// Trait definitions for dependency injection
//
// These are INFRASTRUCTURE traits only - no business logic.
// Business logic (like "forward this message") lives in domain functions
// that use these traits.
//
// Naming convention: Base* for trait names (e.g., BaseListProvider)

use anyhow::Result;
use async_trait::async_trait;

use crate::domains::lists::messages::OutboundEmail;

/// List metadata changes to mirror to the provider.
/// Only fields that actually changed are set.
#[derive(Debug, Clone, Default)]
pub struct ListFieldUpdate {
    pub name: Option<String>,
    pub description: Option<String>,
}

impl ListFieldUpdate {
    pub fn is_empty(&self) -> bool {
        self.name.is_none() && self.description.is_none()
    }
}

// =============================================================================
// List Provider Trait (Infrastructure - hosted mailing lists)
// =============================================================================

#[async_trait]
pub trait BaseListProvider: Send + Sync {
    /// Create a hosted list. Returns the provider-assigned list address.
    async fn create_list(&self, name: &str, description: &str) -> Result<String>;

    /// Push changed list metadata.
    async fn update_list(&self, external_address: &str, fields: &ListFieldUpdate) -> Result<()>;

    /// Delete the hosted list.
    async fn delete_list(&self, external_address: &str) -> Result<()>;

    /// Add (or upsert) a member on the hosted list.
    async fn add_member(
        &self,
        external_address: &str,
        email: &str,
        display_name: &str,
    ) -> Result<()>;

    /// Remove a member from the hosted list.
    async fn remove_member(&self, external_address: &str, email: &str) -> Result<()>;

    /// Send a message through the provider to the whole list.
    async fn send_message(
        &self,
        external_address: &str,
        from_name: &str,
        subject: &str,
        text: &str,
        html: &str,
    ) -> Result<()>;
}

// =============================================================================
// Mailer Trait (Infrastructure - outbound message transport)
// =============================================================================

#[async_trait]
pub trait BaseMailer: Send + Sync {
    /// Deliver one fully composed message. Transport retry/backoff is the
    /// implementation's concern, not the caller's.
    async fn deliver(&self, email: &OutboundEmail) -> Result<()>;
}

____

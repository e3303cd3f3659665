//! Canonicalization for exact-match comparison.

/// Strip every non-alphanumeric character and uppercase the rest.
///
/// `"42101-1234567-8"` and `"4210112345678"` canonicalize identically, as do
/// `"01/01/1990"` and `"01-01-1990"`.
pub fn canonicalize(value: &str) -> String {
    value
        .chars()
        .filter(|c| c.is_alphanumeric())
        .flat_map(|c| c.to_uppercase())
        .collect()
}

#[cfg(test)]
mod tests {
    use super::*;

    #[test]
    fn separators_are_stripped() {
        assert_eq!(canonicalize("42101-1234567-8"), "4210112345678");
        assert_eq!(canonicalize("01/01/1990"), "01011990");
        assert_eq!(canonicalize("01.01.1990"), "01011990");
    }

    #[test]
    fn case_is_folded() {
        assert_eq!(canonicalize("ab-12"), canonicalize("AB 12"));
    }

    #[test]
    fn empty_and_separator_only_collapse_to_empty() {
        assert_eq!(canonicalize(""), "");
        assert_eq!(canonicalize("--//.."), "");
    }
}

____

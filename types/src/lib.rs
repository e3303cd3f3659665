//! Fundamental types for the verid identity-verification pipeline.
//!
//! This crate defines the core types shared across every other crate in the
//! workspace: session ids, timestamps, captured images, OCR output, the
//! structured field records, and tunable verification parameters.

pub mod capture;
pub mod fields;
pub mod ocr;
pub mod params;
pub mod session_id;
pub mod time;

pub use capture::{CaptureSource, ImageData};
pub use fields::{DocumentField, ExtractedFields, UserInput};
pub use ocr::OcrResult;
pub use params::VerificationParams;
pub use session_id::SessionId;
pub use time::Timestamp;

____

What to work on
Copy the stretch of the records above that runs from the line with "async fn delete_list(&self, external_address: &str)" through the line with "pub trait BaseMailer: Send". Both end lines belong in the copy, and nothing else does.

Answer section
    async fn delete_list(&self, external_address: &str) -> Result<()>;

    /// Add (or upsert) a member on the hosted list.
    async fn add_member(
        &self,
        external_address: &str,
        email: &str,
        display_name: &str,
    ) -> Result<()>;

    /// Remove a member from the hosted list.
    async fn remove_member(&self, external_address: &str, email: &str) -> Result<()>;

    /// Send a message through the provider to the whole list.
    async fn send_message(
        &self,
        external_address: &str,
        from_name: &str,
        subject: &str,
        text: &str,
        html: &str,
    ) -> Result<()>;
}

// =============================================================================
// Mailer Trait (Infrastructure - outbound message transport)
// =============================================================================

#[async_trait]
pub trait BaseMailer: Send + Sync {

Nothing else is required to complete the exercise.